On le sait, les univers de Leiji Matsumoto sont propices aux réinterprétations successives comme le montre bien la publication contrariée du manga Capitaine Albator. Jérôme Alquié revisite ici la première histoire d'Albator, celle qui raconte la guerre contre les Sylvidres, et adjoint au capitaine son équipage historique. Le trait de cet album combine les meilleurs éléments des choix graphiques de Matsumoto - personnages aux visages inhabituels, faits de fausses ressemblances voire de vraies difformités - avec les techniques du dessin à l'européenne. L'album a donc une apparence hybride fort intéressante, qui dénote une réflexion poussée de son auteur : il était de toute évidence désireux à la fois de rendre hommage à l'oeuvre du maître et de produire un objet original. Bien sûr, les couleurs "pétantes" s'éloignent de celles que les dessins animées avaient imprimées dans les mémoires - et elles différencient cet album du manga des années 70 puisqu'il était (bien sûr) en noir et blanc : si Albator en ressort moins énigmatique, il en apparaît aussi plus chaleureux et donc d'autant plus humain.

Dans son travail de réinterprétation, Jérôme Alquié a eu l'intelligence de réactualiser les questionnements de Leiji Matsumoto. Capitaine Albator donnait à voir une humanité lâche et veule, dirigée par un gouvernement d'incompétents et de minables, un peu comme si Matsumoto avait senti le vent de la soi-disant "révolution conservatrice" des années 80 qui a instauré le "laisser-faire" comme un slogan de progrès. Si le présent album ne manque pas de taper lui aussi sur la médiocrité du gouvernement terrien, celle-ci semble avoir pour objet cet étonnant refroidissement climatique lié à l'arrivée de Sylvidres.

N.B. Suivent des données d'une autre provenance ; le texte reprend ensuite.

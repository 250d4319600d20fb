//! The live object collection: motion, pruning, and player collision
//!
//! Objects that leave the play bounds are removed before their collision
//! test, so nothing can hit the player on the tick it exits. The field reads
//! the player but never mutates it - hits are reported as outcomes for the
//! session machine and score engine to act on.

use super::state::{Player, SpawnedObject};
use crate::consts::*;

/// What one field tick did to the player.
#[derive(Debug, Clone, Copy, Default, PartialEq, Eq)]
pub struct FieldReport {
    /// Stars consumed this tick (removed from the field, never fatal)
    pub stars_collected: u32,
    /// A non-invulnerable player touched an obstacle or cat. Iteration
    /// halted at the first such hit; any one fatal hit ends the session.
    pub fatal_hit: bool,
}

#[derive(Debug, Clone, Default, PartialEq)]
pub struct ObstacleField {
    objects: Vec<SpawnedObject>,
}

impl ObstacleField {
    pub fn new() -> Self {
        Self::default()
    }

    pub fn push(&mut self, object: SpawnedObject) {
        self.objects.push(object);
    }

    pub fn clear(&mut self) {
        self.objects.clear();
    }

    pub fn objects(&self) -> &[SpawnedObject] {
        &self.objects
    }

    pub fn len(&self) -> usize {
        self.objects.len()
    }

    pub fn is_empty(&self) -> bool {
        self.objects.is_empty()
    }

    /// Advance every object, prune exits, and test collisions against the
    /// just-updated player position.
    pub fn advance(&mut self, player: &Player, dt: f32) -> FieldReport {
        let mut report = FieldReport::default();

        let mut i = 0;
        while i < self.objects.len() {
            self.objects[i].advance(dt);
            if self.objects[i].is_off_field() {
                self.objects.remove(i);
                continue;
            }

            match &self.objects[i] {
                SpawnedObject::Star { .. } => {
                    // Stars are consumed regardless of invulnerability
                    if overlaps_player(&self.objects[i], player) {
                        self.objects.remove(i);
                        report.stars_collected += 1;
                        continue;
                    }
                }
                SpawnedObject::Obstacle { .. } | SpawnedObject::Cat { .. } => {
                    if overlaps_player(&self.objects[i], player)
                        && player.invulnerable_remaining <= 0.0
                    {
                        report.fatal_hit = true;
                        break;
                    }
                }
            }
            i += 1;
        }

        report
    }
}

/// Per-kind tolerance boxes around both centers. Falling objects use a tight
/// fixed tolerance; cats combine their own half-extents with a fraction of
/// the player's box.
fn overlaps_player(object: &SpawnedObject, player: &Player) -> bool {
    let dx = (object.pos().x - player.pos.x).abs();
    let dy = (object.pos().y - player.pos.y).abs();
    match object {
        SpawnedObject::Obstacle { .. } | SpawnedObject::Star { .. } => {
            dx < FALLING_HIT_TOLERANCE && dy < FALLING_HIT_TOLERANCE
        }
        SpawnedObject::Cat { width, height, .. } => {
            dx < width / 2.0 + PLAYER_WIDTH * CAT_PLAYER_BOX_FRACTION
                && dy < height / 2.0 + PLAYER_HEIGHT * CAT_PLAYER_BOX_FRACTION
        }
    }
}
//! Stateless intent mapping
//!
//! Raw device signals (key names, swipe deltas) reduce to two discrete
//! intents. The host adapters debounce to one signal per physical action;
//! everything here is a pure translation.

use super::state::GameCore;

/// A discrete player intent.
#[derive(Debug, Clone, Copy, PartialEq, Eq)]
pub enum Intent {
    /// Shift one lane left (-1) or right (+1)
    ShiftLane(i8),
    Jump,
}

/// Minimum swipe travel, in canvas units, before a gesture counts.
pub const SWIPE_THRESHOLD: f32 = 30.0;

/// Map a keyboard key (as reported by `KeyboardEvent.key`) to an intent.
pub fn map_key(key: &str) -> Option<Intent> {
    match key {
        "ArrowLeft" | "a" | "A" => Some(Intent::ShiftLane(-1)),
        "ArrowRight" | "d" | "D" => Some(Intent::ShiftLane(1)),
        " " | "ArrowUp" | "w" | "W" => Some(Intent::Jump),
        _ => None,
    }
}

/// Map a completed touch swipe to an intent: the dominant axis wins,
/// horizontal swipes shift lanes, an upward swipe jumps.
pub fn map_swipe(dx: f32, dy: f32) -> Option<Intent> {
    if dx.abs() > dy.abs() {
        if dx > SWIPE_THRESHOLD {
            Some(Intent::ShiftLane(1))
        } else if dx < -SWIPE_THRESHOLD {
            Some(Intent::ShiftLane(-1))
        } else {
            None
        }
    } else if dy < -SWIPE_THRESHOLD {
        Some(Intent::Jump)
    } else {
        None
    }
}

impl GameCore {
    /// Dispatch a mapped intent to the player controller.
    pub fn apply_intent(&mut self, intent: Intent) {
        match intent {
            Intent::ShiftLane(dir) => self.shift_lane(dir),
            Intent::Jump => self.request_jump(),
        }
    }
}
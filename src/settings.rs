//! Game settings and preferences
//!
//! Persisted separately from the best score in LocalStorage.

use serde::{Deserialize, Serialize};

/// Audio and accessibility preferences.
#[derive(Debug, Clone, Serialize, Deserialize)]
pub struct Settings {
    /// Master volume (0.0 - 1.0)
    pub master_volume: f32,
    /// Sound effects volume (0.0 - 1.0)
    pub sfx_volume: f32,
    /// Hard mute, overrides the volumes
    pub muted: bool,
    /// Mute when the window loses focus
    pub mute_on_blur: bool,

    /// Reduced motion (skip the background parallax and flash effects)
    pub reduced_motion: bool,
}

impl Default for Settings {
    fn default() -> Self {
        Self {
            master_volume: 0.8,
            sfx_volume: 1.0,
            muted: false,
            mute_on_blur: true,
            reduced_motion: false,
        }
    }
}

impl Settings {
    /// LocalStorage key (used only in wasm32)
    #[allow(dead_code)]
    const STORAGE_KEY: &'static str = "lane_rush_settings";

    /// Volume applied to a sound effect, all gates combined.
    pub fn effective_sfx_volume(&self) -> f32 {
        if self.muted {
            0.0
        } else {
            (self.master_volume * self.sfx_volume).clamp(0.0, 1.0)
        }
    }

    /// Load settings from LocalStorage (WASM only)
    #[cfg(target_arch = "wasm32")]
    pub fn load() -> Self {
        let storage = web_sys::window()
            .and_then(|w| w.local_storage().ok())
            .flatten();

        if let Some(storage) = storage {
            if let Ok(Some(json)) = storage.get_item(Self::STORAGE_KEY) {
                if let Ok(settings) = serde_json::from_str(&json) {
                    log::info!("Loaded settings from LocalStorage");
                    return settings;
                }
            }
        }

        log::info!("Using default settings");
        Self::default()
    }

    /// Save settings to LocalStorage (WASM only)
    #[cfg(target_arch = "wasm32")]
    pub fn save(&self) {
        let storage = web_sys::window()
            .and_then(|w| w.local_storage().ok())
            .flatten();

        if let Some(storage) = storage {
            if let Ok(json) = serde_json::to_string(self) {
                let _ = storage.set_item(Self::STORAGE_KEY, &json);
                log::info!("Settings saved");
            }
        }
    }

    /// Native stubs
    #[cfg(not(target_arch = "wasm32"))]
    pub fn load() -> Self {
        Self::default()
    }

    #[cfg(not(target_arch = "wasm32"))]
    pub fn save(&self) {
        // No-op for native
    }
}

#[cfg(test)]
mod tests {
    use super::*;

    #[test]
    fn test_effective_volume_combines_gates() {
        let mut settings = Settings::default();
        settings.master_volume = 0.5;
        settings.sfx_volume = 0.5;
        assert_eq!(settings.effective_sfx_volume(), 0.25);

        settings.muted = true;
        assert_eq!(settings.effective_sfx_volume(), 0.0);

        // Unmuting restores the combined volume
        settings.muted = false;
        assert_eq!(settings.effective_sfx_volume(), 0.25);
    }

    #[test]
    fn test_settings_round_trip() {
        let mut settings = Settings::default();
        settings.reduced_motion = true;
        settings.master_volume = 0.3;
        let json = serde_json::to_string(&settings).unwrap();
        let back: Settings = serde_json::from_str(&json).unwrap();
        assert!(back.reduced_motion);
        assert_eq!(back.master_volume, 0.3);
    }
}
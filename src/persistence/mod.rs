//! Best-score persistence
//!
//! A single scalar in LocalStorage. A missing or corrupt value reads as
//! zero; a failed save is logged and otherwise ignored, the session keeps
//! the in-memory value.

use serde::{Deserialize, Serialize};

/// The persisted best score across sessions.
#[derive(Debug, Clone, Copy, Default, PartialEq, Eq, Serialize, Deserialize)]
pub struct BestScore {
    pub score: u64,
}

impl BestScore {
    /// LocalStorage key (used only in wasm32)
    #[allow(dead_code)]
    const STORAGE_KEY: &'static str = "lane_rush_best";

    /// Load the stored best score (WASM only). Missing or unparseable
    /// storage yields zero.
    #[cfg(target_arch = "wasm32")]
    pub fn load() -> Self {
        let storage = web_sys::window()
            .and_then(|w| w.local_storage().ok())
            .flatten();

        if let Some(storage) = storage {
            if let Ok(Some(json)) = storage.get_item(Self::STORAGE_KEY) {
                if let Ok(best) = serde_json::from_str::<BestScore>(&json) {
                    log::info!("Loaded best score: {}", best.score);
                    return best;
                }
                log::warn!("Stored best score unreadable, starting at 0");
            }
        }

        Self::default()
    }

    /// Save the best score to LocalStorage (WASM only).
    #[cfg(target_arch = "wasm32")]
    pub fn save(&self) {
        let storage = web_sys::window()
            .and_then(|w| w.local_storage().ok())
            .flatten();

        if let Some(storage) = storage {
            if let Ok(json) = serde_json::to_string(self) {
                if storage.set_item(Self::STORAGE_KEY, &json).is_err() {
                    log::warn!("Failed to persist best score {}", self.score);
                }
            }
        } else {
            log::warn!("LocalStorage unavailable, best score not persisted");
        }
    }

    /// Native stubs
    #[cfg(not(target_arch = "wasm32"))]
    pub fn load() -> Self {
        Self::default()
    }

    #[cfg(not(target_arch = "wasm32"))]
    pub fn save(&self) {
        // No-op for native
    }
}

#[cfg(test)]
mod tests {
    use super::*;

    #[test]
    fn test_default_is_zero() {
        assert_eq!(BestScore::default().score, 0);
    }

    #[test]
    fn test_round_trips_through_json() {
        let best = BestScore { score: 4217 };
        let json = serde_json::to_string(&best).unwrap();
        assert_eq!(serde_json::from_str::<BestScore>(&json).unwrap(), best);
    }

    #[test]
    fn test_corrupt_json_is_rejected() {
        assert!(serde_json::from_str::<BestScore>("{\"score\":\"oops\"}").is_err());
        assert!(serde_json::from_str::<BestScore>("not json").is_err());
    }
}
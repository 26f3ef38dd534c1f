//! Color definitions for players and the grid

use ratatui::style::Color as TermColor;

use crate::core::types::PlayerId;

/// RGB color (0.0 to 1.0 per channel)
#[derive(Debug, Clone, Copy, PartialEq)]
pub struct Color {
    pub r: f32,
    pub g: f32,
    pub b: f32,
}

impl Color {
    pub const fn new(r: f32, g: f32, b: f32) -> Self {
        Self { r, g, b }
    }

    /// Darken color by a factor (0.0 = black, 1.0 = unchanged)
    pub fn darken(&self, factor: f32) -> Self {
        Self {
            r: self.r * factor,
            g: self.g * factor,
            b: self.b * factor,
        }
    }

    /// 24-bit terminal color
    pub fn to_terminal(self) -> TermColor {
        let channel = |v: f32| (v.clamp(0.0, 1.0) * 255.0).round() as u8;
        TermColor::Rgb(channel(self.r), channel(self.g), channel(self.b))
    }
}

/// Background color for the renderer
pub const BACKGROUND: Color = Color::new(0.1, 0.1, 0.12);

/// Grid line / empty cell color
pub const GRID: Color = Color::new(0.3, 0.3, 0.35);

const PALETTE: [Color; 8] = [
    Color::new(0.2, 0.6, 0.9), // Blue
    Color::new(0.9, 0.3, 0.3), // Red
    Color::new(0.3, 0.9, 0.5), // Light green
    Color::new(0.9, 0.8, 0.2), // Yellow
    Color::new(0.7, 0.5, 0.9), // Violet
    Color::new(0.9, 0.5, 0.2), // Orange
    Color::new(0.3, 0.8, 0.8), // Teal
    Color::new(0.9, 0.9, 0.9), // White
];

/// Base color for a player; ids beyond the palette wrap around darker
pub fn player_color(player: PlayerId) -> Color {
    let idx = player.index();
    let base = PALETTE[idx % PALETTE.len()];
    if idx < PALETTE.len() {
        base
    } else {
        base.darken(0.7)
    }
}
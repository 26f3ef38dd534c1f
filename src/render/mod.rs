//! Frontend collaborators the simulation calls into
//!
//! The engine only knows these traits. Concrete implementations:
//! - `terminal`: crossterm/ratatui renderer and keyboard input
//! - `headless`: logging and recording renderers, scripted input
//! - `clock`: frame pacing and FPS sampling

pub mod clock;
pub mod colors;
pub mod headless;
pub mod terminal;

pub use clock::FrameClock;
pub use headless::{LogRenderer, ManualClock, NeverQuit, RecordingRenderer, ScriptedInput};
pub use terminal::{KeyboardInput, TerminalRenderer};

use serde::Serialize;

use crate::core::error::Result;
use crate::core::types::{GridSpec, PlayerId, Position};

/// Result of polling the input source once
#[derive(Debug, Clone, Copy, Default, PartialEq, Eq)]
pub struct InputState {
    pub quit: bool,
}

/// Unit as seen by a renderer
#[derive(Debug, Clone, Copy, PartialEq, Eq, Serialize)]
pub struct RenderUnit {
    pub owner: PlayerId,
    pub position: Position,
}

/// Identity of the winning player for display
#[derive(Debug, Clone, PartialEq, Eq, Serialize)]
pub struct WinnerInfo {
    pub player: PlayerId,
    pub name: String,
    pub strategy: String,
}

/// Source of the external stop signal, polled once per tick
pub trait InputSource {
    fn poll(&mut self) -> Result<InputState>;
}

/// Draws the grid and the caption
pub trait Renderer {
    /// Draw all units over the grid
    fn draw(&mut self, units: &[RenderUnit], grid: &GridSpec) -> Result<()>;

    /// Refresh the caption with the sampled frame rate and the winner, if any
    fn update_caption(&mut self, fps: f32, winner: Option<&WinnerInfo>) -> Result<()>;
}

/// Tick pacing and frame rate readout
pub trait Clock {
    /// Throttle to the target rate and record the frame
    fn tick(&mut self);

    /// Frames per second over the recent window
    fn fps(&self) -> f32;
}

/// Caption text: `"{title} - FPS: 30.00"`, plus ` - WINNER: Player 0 (idle)`
pub fn format_caption(title: &str, fps: f32, winner: Option<&WinnerInfo>) -> String {
    match winner {
        Some(winner) => format!(
            "{} - FPS: {:.2} - WINNER: {} ({})",
            title, fps, winner.name, winner.strategy
        ),
        None => format!("{} - FPS: {:.2}", title, fps),
    }
}

#[cfg(test)]
mod tests {
    use super::*;

    #[test]
    fn test_caption_without_winner() {
        assert_eq!(format_caption("Grid Arena", 29.5, None), "Grid Arena - FPS: 29.50");
    }

    #[test]
    fn test_caption_with_winner() {
        let winner = WinnerInfo {
            player: PlayerId(1),
            name: "Player 1".to_string(),
            strategy: "column_rush".to_string(),
        };
        assert_eq!(
            format_caption("Grid Arena", 60.0, Some(&winner)),
            "Grid Arena - FPS: 60.00 - WINNER: Player 1 (column_rush)"
        );
    }
}
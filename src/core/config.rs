//! Arena configuration with documented defaults
//!
//! Everything the core consumes as a constant (grid bounds, squad size,
//! pacing) is collected here. Values can be loaded from a TOML file whose
//! sections mirror the structs below; missing sections fall back to defaults.

use serde::{Deserialize, Serialize};
use std::fs;
use std::path::Path;

use crate::core::error::{ArenaError, Result};
use crate::core::types::{GridSpec, Position};

/// Grid geometry
#[derive(Debug, Clone, Serialize, Deserialize)]
#[serde(default)]
pub struct GridConfig {
    /// Number of columns (cells along x)
    pub columns: u32,
    /// Number of rows (cells along y)
    pub rows: u32,
    /// Pixel size of one cell, for graphical renderers
    pub cell_size: u32,
}

impl Default for GridConfig {
    fn default() -> Self {
        Self {
            columns: 40,
            rows: 30,
            cell_size: 16,
        }
    }
}

/// Per-match settings
#[derive(Debug, Clone, Serialize, Deserialize)]
#[serde(default)]
pub struct GameConfig {
    /// Units each player commands. A squad of one wins on the first tick.
    pub units_per_player: usize,
    /// Target ticks per second for paced clocks
    pub fps: u32,
    /// Window/terminal caption prefix
    pub caption: String,
    /// Seed for spawn scatter and bot RNGs
    pub seed: u64,
    /// Optional cap on ticks; None runs until victory or quit
    pub max_ticks: Option<u64>,
}

impl Default for GameConfig {
    fn default() -> Self {
        Self {
            units_per_player: 3,
            fps: 30,
            caption: "Grid Arena".to_string(),
            seed: 12345,
            max_ticks: None,
        }
    }
}

/// How starting positions are chosen
#[derive(Debug, Clone, Copy, PartialEq, Eq, Default, Serialize, Deserialize)]
#[serde(rename_all = "snake_case")]
pub enum SpawnLayout {
    /// Distinct random cells drawn from the seeded RNG
    #[default]
    Scatter,
    /// Each player gets its own diagonal lane, so no squad starts aligned
    Lanes,
}

#[derive(Debug, Clone, Default, Serialize, Deserialize)]
#[serde(default)]
pub struct SpawnConfig {
    pub layout: SpawnLayout,
    /// Explicit starting positions, one list per player (overrides `layout`)
    pub positions: Option<Vec<Vec<Position>>>,
}

/// Complete arena configuration
#[derive(Debug, Clone, Default, Serialize, Deserialize)]
#[serde(default)]
pub struct ArenaConfig {
    pub grid: GridConfig,
    pub game: GameConfig,
    pub spawn: SpawnConfig,
}

impl ArenaConfig {
    /// Create a config with default values
    pub fn new() -> Self {
        Self::default()
    }

    /// Parse a TOML document
    pub fn from_toml_str(contents: &str) -> Result<Self> {
        let config: ArenaConfig = toml::from_str(contents)?;
        config.validate().map_err(ArenaError::InvalidConfig)?;
        Ok(config)
    }

    /// Load and validate a TOML file
    pub fn load(path: &Path) -> Result<Self> {
        let contents = fs::read_to_string(path)?;
        let config = Self::from_toml_str(&contents)?;
        tracing::debug!("Loaded arena config from {}", path.display());
        Ok(config)
    }

    pub fn grid_spec(&self) -> GridSpec {
        GridSpec::new(self.grid.columns, self.grid.rows, self.grid.cell_size)
    }

    /// Validate configuration for internal consistency
    ///
    /// Checks that depend on the number of players live in the spawner.
    pub fn validate(&self) -> std::result::Result<(), String> {
        if self.grid.columns == 0 || self.grid.rows == 0 {
            return Err(format!(
                "grid must have at least one cell ({}x{})",
                self.grid.columns, self.grid.rows
            ));
        }

        if self.grid.columns > i32::MAX as u32 || self.grid.rows > i32::MAX as u32 {
            return Err("grid dimensions exceed the coordinate range".into());
        }

        if self.game.units_per_player == 0 {
            return Err("units_per_player must be at least 1".into());
        }

        if self.game.fps == 0 {
            return Err("fps must be positive".into());
        }

        if let Some(lists) = &self.spawn.positions {
            let grid = self.grid_spec();
            for (player, list) in lists.iter().enumerate() {
                if list.len() != self.game.units_per_player {
                    return Err(format!(
                        "spawn list for player {} has {} positions, expected {}",
                        player,
                        list.len(),
                        self.game.units_per_player
                    ));
                }
                if let Some(outside) = list.iter().find(|p| !grid.contains(**p)) {
                    return Err(format!(
                        "spawn position {} for player {} is outside the grid",
                        outside, player
                    ));
                }
            }
        }

        Ok(())
    }
}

Compte-tenu de l'actualité climatique chargée, il est difficile de ne pas voir dans la désinvolture des dirigeants terriens de cet album quelque citation acide et pourtant de bon aloi ! Leiji Matsumoto parle de l'humanité dans son oeuvre, une humanité qu'il capture dans ses défauts mais aussi dans ses espoirs : ceci, Jérôme Alquié l'a bien compris - et cela lui a permis de produire un album qui augure bien de la suite...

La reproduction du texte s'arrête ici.